_What needs to be done_. Go through the entries below and pick out every line with "listings".

Dataset entries
== Segment start ==

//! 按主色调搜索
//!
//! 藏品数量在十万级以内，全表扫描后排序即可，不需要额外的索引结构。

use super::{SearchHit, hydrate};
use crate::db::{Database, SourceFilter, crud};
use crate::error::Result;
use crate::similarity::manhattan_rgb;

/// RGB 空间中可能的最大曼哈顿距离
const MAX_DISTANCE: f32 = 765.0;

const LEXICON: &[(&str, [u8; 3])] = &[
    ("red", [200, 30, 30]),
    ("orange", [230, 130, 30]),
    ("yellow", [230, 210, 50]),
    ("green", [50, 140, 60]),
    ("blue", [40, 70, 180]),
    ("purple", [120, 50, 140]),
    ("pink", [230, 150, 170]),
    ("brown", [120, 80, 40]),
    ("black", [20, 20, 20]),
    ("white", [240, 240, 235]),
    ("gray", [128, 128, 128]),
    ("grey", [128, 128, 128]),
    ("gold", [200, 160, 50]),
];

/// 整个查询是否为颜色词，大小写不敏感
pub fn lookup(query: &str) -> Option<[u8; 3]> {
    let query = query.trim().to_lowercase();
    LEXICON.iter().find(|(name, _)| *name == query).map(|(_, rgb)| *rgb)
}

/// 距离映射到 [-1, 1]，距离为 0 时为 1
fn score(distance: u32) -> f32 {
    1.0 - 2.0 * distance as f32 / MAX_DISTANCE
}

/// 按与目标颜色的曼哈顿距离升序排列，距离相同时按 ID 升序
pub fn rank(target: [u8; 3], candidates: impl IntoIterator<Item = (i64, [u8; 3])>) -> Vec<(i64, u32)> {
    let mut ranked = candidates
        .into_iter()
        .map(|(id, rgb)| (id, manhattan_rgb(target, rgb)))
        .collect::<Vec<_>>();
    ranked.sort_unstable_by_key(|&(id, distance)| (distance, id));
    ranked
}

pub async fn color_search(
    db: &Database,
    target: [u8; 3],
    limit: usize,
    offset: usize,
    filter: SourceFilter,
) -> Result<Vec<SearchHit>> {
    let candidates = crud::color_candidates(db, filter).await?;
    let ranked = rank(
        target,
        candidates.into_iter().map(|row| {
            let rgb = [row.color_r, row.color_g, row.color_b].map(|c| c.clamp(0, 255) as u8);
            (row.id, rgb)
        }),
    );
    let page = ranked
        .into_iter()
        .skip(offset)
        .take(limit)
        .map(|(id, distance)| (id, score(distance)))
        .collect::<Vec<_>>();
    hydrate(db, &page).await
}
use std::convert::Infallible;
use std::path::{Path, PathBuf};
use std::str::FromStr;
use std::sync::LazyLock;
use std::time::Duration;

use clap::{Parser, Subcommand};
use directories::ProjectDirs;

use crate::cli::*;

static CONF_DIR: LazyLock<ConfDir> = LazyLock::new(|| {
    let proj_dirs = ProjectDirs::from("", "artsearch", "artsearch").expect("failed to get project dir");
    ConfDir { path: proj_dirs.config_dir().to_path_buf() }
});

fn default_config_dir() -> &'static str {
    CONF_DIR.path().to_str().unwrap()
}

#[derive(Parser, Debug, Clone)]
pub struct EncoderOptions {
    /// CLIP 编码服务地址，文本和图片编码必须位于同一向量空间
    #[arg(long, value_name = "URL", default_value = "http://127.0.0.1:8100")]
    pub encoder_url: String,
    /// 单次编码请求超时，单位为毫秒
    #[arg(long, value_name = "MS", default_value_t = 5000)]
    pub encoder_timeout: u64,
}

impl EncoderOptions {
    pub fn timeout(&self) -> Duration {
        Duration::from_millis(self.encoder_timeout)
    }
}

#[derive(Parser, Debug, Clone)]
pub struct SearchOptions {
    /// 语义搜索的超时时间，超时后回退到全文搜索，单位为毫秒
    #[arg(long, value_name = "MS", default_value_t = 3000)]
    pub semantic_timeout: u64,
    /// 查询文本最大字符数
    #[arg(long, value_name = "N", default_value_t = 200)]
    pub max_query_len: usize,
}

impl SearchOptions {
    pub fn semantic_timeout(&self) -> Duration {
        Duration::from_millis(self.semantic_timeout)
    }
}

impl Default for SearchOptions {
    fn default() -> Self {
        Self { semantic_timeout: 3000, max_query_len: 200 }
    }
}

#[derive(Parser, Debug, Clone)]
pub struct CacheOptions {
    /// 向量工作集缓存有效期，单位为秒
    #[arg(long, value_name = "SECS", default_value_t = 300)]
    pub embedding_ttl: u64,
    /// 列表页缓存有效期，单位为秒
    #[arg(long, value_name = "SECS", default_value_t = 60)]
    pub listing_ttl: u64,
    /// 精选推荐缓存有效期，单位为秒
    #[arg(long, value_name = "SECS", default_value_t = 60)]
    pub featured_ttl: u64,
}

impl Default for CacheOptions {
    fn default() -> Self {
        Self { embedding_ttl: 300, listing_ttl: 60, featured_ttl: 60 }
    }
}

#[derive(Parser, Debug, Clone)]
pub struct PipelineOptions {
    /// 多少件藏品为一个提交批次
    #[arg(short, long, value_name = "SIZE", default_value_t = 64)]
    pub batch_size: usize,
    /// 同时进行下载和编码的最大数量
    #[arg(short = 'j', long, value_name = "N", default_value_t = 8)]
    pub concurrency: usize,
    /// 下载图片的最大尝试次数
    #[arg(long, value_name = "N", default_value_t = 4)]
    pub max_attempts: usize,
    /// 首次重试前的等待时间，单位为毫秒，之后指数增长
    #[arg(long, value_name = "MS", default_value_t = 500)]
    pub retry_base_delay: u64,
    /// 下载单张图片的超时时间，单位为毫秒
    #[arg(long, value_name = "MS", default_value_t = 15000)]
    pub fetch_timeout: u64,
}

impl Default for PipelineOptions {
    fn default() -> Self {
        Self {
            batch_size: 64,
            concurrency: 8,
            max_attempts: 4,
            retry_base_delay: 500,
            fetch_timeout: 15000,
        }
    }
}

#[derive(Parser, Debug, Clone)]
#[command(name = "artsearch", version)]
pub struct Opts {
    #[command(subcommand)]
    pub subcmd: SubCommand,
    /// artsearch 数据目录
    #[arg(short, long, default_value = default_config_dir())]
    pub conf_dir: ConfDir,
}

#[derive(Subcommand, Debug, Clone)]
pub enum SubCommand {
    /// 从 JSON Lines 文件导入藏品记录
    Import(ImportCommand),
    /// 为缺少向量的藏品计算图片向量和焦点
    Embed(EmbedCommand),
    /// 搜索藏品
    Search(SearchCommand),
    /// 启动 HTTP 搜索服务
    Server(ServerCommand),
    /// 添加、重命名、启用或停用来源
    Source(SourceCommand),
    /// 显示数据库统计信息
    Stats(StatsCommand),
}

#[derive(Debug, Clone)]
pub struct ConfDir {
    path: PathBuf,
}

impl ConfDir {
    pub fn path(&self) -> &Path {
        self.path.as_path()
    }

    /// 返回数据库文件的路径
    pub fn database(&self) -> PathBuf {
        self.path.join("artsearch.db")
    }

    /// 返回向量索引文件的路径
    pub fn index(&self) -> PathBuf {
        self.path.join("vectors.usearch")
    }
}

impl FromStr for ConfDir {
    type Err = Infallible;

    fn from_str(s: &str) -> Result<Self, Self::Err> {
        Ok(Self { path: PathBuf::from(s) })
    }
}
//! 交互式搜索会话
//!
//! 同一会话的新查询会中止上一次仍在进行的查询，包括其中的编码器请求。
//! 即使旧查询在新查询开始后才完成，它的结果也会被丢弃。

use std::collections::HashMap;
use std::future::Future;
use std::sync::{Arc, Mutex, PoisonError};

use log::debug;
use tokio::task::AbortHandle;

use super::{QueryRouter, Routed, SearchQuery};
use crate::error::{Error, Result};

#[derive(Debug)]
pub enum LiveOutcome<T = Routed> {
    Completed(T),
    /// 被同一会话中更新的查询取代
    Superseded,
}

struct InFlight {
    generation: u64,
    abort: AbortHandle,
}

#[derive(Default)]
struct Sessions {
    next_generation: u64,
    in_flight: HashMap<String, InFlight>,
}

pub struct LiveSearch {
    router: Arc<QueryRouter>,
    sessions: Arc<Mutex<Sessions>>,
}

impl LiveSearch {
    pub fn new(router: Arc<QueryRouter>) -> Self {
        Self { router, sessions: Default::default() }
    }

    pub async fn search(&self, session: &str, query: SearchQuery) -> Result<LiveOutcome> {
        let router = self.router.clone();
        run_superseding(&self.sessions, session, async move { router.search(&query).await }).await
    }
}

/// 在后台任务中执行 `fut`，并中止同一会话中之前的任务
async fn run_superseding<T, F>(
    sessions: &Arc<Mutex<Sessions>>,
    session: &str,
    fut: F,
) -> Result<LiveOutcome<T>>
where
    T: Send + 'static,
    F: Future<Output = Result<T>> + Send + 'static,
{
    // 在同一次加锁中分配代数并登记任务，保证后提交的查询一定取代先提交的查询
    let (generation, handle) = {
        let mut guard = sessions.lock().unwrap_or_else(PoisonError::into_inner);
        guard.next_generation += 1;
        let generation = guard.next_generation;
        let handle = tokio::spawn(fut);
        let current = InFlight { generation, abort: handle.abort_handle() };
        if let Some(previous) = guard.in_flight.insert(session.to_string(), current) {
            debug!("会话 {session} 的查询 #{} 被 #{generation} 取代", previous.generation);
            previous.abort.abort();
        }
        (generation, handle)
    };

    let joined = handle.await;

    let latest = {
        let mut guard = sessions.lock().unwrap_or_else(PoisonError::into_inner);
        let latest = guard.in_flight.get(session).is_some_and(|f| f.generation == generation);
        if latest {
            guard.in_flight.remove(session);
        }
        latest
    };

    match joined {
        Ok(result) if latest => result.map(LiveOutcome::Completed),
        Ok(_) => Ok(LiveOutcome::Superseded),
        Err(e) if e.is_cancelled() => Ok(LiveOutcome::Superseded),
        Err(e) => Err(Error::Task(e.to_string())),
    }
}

== Segment end ==
== Segment start ==

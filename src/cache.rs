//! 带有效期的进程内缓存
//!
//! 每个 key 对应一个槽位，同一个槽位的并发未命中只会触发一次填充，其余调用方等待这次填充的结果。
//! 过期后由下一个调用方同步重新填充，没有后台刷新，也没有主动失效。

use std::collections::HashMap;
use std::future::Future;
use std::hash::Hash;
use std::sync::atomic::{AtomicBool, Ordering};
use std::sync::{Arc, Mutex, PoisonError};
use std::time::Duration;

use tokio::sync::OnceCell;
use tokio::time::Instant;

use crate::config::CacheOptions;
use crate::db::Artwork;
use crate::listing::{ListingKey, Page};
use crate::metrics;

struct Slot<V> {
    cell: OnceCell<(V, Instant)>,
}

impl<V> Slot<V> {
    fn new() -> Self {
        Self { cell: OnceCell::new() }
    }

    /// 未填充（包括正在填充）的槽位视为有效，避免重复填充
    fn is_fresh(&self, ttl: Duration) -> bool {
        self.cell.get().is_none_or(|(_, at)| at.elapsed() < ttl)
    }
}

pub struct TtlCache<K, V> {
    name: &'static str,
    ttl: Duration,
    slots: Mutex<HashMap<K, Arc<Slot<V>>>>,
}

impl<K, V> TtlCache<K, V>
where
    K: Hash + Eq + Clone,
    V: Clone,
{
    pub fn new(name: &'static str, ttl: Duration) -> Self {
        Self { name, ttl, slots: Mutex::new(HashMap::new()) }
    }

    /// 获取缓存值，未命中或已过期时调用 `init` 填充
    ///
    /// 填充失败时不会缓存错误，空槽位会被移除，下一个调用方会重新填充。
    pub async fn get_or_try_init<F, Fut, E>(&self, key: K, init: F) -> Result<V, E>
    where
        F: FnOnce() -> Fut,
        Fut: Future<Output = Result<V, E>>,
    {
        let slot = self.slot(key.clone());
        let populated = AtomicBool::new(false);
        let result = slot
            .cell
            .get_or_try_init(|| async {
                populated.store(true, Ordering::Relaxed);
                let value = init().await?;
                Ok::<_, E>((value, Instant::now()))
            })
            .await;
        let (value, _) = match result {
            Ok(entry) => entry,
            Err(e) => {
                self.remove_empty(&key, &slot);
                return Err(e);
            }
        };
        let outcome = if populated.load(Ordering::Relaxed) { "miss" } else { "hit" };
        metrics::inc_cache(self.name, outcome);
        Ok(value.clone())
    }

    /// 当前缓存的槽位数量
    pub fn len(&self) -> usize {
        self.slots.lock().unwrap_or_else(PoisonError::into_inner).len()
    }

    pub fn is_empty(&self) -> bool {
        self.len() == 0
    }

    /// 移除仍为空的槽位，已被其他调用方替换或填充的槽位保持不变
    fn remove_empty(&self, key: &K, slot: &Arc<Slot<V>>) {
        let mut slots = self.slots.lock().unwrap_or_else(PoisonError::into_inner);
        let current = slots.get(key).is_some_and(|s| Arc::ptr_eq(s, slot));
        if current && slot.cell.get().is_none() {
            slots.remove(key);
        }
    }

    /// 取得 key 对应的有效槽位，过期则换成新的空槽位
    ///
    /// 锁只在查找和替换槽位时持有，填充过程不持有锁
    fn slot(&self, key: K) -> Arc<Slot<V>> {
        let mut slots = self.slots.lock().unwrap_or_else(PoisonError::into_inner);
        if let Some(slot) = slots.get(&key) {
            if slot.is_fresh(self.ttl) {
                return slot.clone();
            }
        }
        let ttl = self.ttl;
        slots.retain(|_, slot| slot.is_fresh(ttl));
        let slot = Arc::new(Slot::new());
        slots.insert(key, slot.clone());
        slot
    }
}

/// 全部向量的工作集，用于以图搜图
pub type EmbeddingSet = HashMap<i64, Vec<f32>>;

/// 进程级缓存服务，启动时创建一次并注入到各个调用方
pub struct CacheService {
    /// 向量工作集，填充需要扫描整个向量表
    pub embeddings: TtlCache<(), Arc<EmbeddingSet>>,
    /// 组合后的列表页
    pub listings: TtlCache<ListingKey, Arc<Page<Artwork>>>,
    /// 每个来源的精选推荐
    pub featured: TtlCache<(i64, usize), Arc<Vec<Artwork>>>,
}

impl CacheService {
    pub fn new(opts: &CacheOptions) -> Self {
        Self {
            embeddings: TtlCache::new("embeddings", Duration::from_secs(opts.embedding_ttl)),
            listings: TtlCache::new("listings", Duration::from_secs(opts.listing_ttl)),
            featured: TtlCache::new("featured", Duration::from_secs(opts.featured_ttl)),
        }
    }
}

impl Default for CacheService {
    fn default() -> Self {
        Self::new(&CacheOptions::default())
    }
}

== Segment end ==

_Solution to the exercise_.
    pub listings: TtlCache<ListingKey, Arc<Page<Artwork>>>,
            listings: TtlCache::new("listings", Duration::from_secs(opts.listing_ttl)),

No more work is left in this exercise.